§ Provided data

-- Opening Marker --

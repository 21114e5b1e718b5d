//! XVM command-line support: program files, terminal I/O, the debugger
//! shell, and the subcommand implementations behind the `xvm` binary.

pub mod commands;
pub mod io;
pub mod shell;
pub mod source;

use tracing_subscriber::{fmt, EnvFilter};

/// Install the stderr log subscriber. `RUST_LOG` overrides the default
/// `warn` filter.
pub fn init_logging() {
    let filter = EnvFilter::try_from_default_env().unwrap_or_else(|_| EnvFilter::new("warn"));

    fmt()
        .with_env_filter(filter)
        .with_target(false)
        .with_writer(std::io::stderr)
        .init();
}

-- Closing Marker --

§ Problem details
Where does the word "shell" show up in the material? Copy out each line that has it.

§ Answer box
//! shell, and the subcommand implementations behind the `xvm` binary.
pub mod shell;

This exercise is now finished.